77% of the participants who completed this program significantly improved their quality-of-life scores based on results from the pre- and post-admission surveys. 

100% of participants reported that the DWP helped them: 

  • Prevent future DKA admissions 
  • Improve overall quality of life 
  • Feel more confident in diabetes management 

This program is proving effective in reducing DKA hospitalizations. 

Supporting Successful Health Care Transition from Pediatric to Adult Diabetes Care 

Presenter: Faisal Malikd, MD, MSHS, Sarah Corathers, MD
Seattle Children’s Research Institute and University of Washing School of Medicine, Cincinnati Children’s Hospital and University of Cincinnati Department of Pediatrics 

With the goal of transitioning pediatric patients with T1D to adult diabetes care, this research aimed to identify a successful timeline and necessary support. This is a critical timeframe when patient care can suffer due to a lack of transition support and process. 

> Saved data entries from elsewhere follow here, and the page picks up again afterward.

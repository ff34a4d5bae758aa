//! [`Context`]-related definitions.

use service::domain::Session;

use crate::Service;

/// Context of a running shell: the [`Service`] and the browsing [`Session`]
/// it operates on.
#[derive(Debug)]
pub struct Context {
    /// [`Service`] performing actions.
    service: Service,

    /// Current browsing [`Session`].
    session: Session,
}

impl Context {
    /// Creates a new [`Context`] starting a fresh [`Session`].
    #[must_use]
    pub fn new(service: Service) -> Self {
        Self {
            service,
            session: Session::default(),
        }
    }

    /// Returns the [`Service`] of this [`Context`].
    #[must_use]
    pub fn service(&self) -> &Service {
        &self.service
    }

    /// Returns the current [`Session`].
    #[must_use]
    pub fn session(&self) -> &Session {
        &self.session
    }

    /// Splits this [`Context`] for executing a command mutating the
    /// [`Session`].
    pub fn split_mut(&mut self) -> (&Service, &mut Session) {
        (&self.service, &mut self.session)
    }
}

  • Over 70% of pediatric clinics have a formal transition policy. 
  • Over 40% of adult clinics were unsure if they had a formal transition policy. 
  • Less than 40% of pediatric clinics said their transition policy was created with input from patients. 
  • Less than 40% of pediatric clinics use a transition readiness patient questionnaire. 
  • Only 27% of pediatric clinics have a process in place to complete the transfer of care. 

Depending on the patient’s individual diabetes education and management habits, this transition can begin anywhere between 14 to 21 years old, based on success from the Adolescent and Young Adult Diabetes (AYA) program from University of Washington State School of Medicine (UWMDI). 

Factors to consider throughout the transition of pediatric to adult care include: 

  • A clinic’s transition and care policies 
  • Tracking and monitoring patient’s health data 
  • Reflecting on each individual patient’s transition readiness 
  • Planning that transition ahead of time and discussing with patient 
  • The actual transition to adult care 
  • Confirming transfer completion between clinics 

The providers on any successful transition team should include: 

  • Endocrinologist 
  • Dietician 
  • Social worker 
  • Diabetes educator 
  • Psychologist 

The AYA program proposes using their Diabetes Program Registry READDY questionnaire to assess readiness and monitor the transition process for every patient. 

Technology, Device Use, and TIR/A1C Targets 

Presenters: Nudrat Noor, PhD, MPH, Mark Clements, MD, PhD, and Francisco Pasquel, MD, MPH (virtual), Children’s Mercy Kansas City Hospital and University of Missouri-Kansas City School of Medicine 

This research focused on the impact of diabetes technology on HbA1c levels and time-in-range (TIR). Cohort details include: 

  • 1,867 participants 
  • Median HbA1c level: 8.1% 
  • 728 were eligible for depression screening / 452 actually screened 
  • 79% used a CGM 
  • 7.2% of non-CGM users checked blood sugar at least 4x per day 
  • 68.8% used an insulin pump / 30.3% on multiple daily injections 
  • 99.1% were effectively administering daily insulin 

HbA1c levels correlate closely with the “Six Habits” of diabetes self-management: 

  • Using a CGM or checking blood sugar at least 4x per day with glucometer 
  • Giving at least 3 rapid-acting boluses per day 
  • Using an insulin pump 
  • Delivering mealtime insulin before meals 
  • Reviewing glucose data at least once between clinic visits 
  • Self-adjusting insulin doses at least once between clinic visits 
  • (Future habit to propose when ready: Improving overall diet) 
  • (Future habit to propose when ready: Increase daily physical activity) 

The average HbA1c of patients engaged in all six habits = 8%. Patients with the fewest habits had average HbA1c levels around 12%.